■ What to produce: Please repeat exactly the lines below from the one containing "self.menu.select(choice_id)" down to the one containing "choice was selected.", both included, and nothing else.

** Opening Listed entries block **

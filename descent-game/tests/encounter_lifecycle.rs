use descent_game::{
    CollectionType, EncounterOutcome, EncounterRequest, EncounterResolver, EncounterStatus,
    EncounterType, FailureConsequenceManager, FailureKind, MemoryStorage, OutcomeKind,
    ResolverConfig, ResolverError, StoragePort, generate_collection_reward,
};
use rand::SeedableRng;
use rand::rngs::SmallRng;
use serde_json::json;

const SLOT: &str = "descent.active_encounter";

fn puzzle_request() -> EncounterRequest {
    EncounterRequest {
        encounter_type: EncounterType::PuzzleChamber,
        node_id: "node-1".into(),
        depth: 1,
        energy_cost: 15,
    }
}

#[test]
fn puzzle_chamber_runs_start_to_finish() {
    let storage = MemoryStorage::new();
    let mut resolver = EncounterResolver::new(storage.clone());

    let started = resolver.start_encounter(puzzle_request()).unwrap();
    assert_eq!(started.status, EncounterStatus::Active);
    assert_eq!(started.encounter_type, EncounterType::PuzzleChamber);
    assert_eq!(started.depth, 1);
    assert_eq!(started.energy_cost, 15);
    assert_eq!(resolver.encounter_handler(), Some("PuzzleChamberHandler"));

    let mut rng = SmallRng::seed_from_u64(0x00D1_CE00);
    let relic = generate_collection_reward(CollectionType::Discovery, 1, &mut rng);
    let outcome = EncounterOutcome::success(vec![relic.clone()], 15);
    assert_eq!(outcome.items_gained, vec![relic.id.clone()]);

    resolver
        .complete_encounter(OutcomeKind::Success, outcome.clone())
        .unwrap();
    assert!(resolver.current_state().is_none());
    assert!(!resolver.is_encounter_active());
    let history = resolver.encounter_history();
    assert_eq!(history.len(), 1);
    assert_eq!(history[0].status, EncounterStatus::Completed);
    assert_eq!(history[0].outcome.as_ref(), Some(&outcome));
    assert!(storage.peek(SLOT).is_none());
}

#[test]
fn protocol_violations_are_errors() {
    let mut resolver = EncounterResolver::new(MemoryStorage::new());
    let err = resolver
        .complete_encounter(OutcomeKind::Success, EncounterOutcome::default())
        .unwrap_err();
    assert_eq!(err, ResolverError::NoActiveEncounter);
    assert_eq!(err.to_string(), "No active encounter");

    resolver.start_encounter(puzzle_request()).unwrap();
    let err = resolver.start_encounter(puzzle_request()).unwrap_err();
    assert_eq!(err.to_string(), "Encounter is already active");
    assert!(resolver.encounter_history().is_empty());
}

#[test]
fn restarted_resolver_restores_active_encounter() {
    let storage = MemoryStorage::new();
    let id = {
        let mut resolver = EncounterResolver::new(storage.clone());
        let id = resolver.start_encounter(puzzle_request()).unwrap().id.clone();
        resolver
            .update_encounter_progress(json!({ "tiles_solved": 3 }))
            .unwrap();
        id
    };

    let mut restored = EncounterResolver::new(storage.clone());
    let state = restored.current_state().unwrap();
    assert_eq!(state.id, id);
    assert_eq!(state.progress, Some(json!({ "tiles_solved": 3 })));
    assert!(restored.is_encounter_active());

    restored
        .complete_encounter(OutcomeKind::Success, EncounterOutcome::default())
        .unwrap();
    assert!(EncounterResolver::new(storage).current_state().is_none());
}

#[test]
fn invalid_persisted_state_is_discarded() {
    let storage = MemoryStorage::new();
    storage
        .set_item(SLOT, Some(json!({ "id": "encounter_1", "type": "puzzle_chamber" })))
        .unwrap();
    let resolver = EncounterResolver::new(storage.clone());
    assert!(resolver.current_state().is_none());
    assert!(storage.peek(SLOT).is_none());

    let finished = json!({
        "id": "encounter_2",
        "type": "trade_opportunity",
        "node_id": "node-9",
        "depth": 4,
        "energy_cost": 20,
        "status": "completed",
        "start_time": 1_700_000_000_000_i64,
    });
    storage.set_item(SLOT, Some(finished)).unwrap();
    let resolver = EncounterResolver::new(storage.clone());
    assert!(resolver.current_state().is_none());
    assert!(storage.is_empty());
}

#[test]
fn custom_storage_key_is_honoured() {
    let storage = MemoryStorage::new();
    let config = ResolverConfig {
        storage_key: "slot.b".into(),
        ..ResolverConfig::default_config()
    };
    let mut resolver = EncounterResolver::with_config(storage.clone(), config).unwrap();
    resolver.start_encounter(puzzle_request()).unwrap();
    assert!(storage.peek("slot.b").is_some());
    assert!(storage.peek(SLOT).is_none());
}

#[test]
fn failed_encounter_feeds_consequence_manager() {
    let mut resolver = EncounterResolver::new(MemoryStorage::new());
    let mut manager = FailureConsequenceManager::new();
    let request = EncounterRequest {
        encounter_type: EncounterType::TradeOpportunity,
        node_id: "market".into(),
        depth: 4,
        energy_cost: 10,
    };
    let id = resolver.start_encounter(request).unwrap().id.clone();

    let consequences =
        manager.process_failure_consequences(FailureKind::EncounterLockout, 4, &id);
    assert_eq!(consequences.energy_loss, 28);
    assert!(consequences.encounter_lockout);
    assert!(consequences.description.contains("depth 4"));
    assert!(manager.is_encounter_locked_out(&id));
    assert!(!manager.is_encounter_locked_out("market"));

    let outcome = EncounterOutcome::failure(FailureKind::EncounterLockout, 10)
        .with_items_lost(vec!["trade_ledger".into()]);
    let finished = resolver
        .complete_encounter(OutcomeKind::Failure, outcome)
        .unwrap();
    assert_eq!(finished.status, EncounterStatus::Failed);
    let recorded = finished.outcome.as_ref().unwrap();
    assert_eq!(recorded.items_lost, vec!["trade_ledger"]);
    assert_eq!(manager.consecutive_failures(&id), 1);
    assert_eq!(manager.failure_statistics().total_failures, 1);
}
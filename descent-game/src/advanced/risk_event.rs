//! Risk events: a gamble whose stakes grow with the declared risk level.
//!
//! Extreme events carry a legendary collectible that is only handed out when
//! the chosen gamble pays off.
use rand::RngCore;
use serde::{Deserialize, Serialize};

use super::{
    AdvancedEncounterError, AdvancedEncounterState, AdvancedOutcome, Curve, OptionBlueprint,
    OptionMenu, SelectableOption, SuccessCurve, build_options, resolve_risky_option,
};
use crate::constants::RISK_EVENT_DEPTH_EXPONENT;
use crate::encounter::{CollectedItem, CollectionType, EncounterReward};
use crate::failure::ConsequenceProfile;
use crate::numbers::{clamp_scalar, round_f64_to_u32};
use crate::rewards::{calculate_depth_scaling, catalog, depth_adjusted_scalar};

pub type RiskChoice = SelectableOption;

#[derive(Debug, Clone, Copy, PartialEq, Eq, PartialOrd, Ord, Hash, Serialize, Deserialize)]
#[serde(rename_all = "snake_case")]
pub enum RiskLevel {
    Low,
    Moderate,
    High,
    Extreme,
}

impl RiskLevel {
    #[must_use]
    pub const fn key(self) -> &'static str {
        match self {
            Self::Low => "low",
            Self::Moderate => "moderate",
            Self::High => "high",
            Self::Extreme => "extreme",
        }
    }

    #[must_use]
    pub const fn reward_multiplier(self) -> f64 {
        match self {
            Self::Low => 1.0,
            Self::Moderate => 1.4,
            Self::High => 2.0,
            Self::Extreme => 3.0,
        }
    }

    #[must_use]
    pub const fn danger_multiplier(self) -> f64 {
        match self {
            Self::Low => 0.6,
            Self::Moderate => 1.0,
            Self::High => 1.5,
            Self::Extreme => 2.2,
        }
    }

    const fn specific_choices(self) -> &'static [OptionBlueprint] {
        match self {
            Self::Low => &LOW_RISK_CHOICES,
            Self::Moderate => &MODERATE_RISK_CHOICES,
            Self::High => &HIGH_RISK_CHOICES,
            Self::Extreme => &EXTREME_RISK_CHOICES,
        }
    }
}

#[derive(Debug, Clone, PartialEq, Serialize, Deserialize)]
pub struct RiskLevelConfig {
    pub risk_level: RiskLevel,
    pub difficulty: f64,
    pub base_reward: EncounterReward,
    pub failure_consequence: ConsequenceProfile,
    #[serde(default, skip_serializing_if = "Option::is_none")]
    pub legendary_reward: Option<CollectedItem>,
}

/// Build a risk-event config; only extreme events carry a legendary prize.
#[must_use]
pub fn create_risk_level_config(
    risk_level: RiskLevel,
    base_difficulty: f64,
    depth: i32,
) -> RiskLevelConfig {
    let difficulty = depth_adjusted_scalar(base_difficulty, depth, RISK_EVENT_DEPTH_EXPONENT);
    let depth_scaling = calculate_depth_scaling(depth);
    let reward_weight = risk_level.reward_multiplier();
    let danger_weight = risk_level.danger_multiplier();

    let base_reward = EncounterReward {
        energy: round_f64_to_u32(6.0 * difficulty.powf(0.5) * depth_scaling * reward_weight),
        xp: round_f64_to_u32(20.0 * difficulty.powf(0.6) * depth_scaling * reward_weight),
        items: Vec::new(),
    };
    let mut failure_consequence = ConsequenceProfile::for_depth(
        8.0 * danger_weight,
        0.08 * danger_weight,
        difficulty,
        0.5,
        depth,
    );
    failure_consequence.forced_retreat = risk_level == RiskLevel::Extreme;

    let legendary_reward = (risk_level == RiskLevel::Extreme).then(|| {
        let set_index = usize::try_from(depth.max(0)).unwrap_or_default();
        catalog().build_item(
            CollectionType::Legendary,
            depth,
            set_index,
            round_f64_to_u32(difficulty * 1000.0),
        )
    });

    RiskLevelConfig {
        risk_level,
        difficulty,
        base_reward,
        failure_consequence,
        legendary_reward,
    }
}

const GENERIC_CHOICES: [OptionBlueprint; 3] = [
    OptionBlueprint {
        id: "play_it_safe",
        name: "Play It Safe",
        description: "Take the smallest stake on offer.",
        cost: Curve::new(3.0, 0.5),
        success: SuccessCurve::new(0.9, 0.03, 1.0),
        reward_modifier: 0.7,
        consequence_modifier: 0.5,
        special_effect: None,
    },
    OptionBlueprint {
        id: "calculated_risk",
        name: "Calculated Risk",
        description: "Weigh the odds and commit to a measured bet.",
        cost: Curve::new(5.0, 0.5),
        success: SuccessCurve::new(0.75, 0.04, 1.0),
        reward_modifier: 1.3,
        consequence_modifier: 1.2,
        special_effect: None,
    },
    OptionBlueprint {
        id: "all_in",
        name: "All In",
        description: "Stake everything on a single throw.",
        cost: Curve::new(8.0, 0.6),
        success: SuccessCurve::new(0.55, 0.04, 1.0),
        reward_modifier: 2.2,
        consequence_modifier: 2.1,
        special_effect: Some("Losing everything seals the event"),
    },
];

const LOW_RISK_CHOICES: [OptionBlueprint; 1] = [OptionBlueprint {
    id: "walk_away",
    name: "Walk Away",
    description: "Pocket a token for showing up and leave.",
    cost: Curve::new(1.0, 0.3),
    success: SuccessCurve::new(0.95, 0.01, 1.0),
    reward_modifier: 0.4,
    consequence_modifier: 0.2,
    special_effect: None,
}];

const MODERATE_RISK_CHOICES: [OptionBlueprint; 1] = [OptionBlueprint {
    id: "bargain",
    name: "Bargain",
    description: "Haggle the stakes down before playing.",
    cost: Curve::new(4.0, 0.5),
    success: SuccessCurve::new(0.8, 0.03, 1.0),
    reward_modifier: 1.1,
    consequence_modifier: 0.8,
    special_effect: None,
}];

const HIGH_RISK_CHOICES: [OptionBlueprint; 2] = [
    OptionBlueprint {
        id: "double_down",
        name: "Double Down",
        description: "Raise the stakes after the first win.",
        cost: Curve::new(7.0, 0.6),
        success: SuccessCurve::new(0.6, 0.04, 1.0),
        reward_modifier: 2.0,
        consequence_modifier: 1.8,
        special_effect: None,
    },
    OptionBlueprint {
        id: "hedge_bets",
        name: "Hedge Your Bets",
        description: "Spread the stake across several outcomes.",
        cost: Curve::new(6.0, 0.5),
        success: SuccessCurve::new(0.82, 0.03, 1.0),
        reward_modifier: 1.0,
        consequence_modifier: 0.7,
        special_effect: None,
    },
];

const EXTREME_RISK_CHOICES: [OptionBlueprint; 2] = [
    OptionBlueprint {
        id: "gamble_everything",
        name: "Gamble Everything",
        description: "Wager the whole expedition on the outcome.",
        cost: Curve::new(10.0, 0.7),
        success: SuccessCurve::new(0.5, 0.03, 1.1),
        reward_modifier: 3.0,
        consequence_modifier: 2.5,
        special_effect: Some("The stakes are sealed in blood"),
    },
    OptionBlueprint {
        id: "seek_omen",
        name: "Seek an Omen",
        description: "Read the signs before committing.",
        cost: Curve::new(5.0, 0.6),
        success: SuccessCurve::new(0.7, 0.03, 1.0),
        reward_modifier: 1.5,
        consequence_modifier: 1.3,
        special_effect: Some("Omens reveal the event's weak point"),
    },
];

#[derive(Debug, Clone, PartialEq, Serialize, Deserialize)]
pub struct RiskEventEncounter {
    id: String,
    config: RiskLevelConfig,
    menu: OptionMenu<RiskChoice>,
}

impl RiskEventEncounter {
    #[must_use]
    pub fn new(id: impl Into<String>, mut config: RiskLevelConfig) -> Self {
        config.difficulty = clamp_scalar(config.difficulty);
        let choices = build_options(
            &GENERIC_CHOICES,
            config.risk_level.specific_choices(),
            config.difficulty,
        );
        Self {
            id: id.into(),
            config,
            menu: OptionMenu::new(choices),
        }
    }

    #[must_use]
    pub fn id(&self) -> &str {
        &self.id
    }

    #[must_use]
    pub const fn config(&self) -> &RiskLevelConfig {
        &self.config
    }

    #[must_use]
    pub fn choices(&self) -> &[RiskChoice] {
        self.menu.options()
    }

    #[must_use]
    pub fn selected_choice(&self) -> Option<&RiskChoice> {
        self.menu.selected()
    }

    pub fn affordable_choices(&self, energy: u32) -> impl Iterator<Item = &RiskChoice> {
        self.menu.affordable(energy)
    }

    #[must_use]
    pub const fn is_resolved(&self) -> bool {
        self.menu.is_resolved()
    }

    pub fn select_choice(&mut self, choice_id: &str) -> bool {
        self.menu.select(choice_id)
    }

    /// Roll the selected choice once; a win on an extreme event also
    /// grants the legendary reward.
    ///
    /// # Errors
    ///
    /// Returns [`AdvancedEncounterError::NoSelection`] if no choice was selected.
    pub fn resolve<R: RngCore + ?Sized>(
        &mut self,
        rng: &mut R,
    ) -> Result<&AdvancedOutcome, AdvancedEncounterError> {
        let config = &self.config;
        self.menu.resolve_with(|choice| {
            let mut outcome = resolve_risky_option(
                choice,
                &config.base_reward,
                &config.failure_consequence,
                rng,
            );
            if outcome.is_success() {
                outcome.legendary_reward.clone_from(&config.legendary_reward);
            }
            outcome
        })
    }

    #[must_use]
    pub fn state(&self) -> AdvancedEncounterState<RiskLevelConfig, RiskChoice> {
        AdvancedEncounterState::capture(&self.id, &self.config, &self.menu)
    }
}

** Closing Listed entries block **

■ Task output:
        self.menu.select(choice_id)
    }

    /// Roll the selected choice once; a win on an extreme event also
    /// grants the legendary reward.
    ///
    /// # Errors
    ///
    /// Returns [`AdvancedEncounterError::NoSelection`] if no choice was selected.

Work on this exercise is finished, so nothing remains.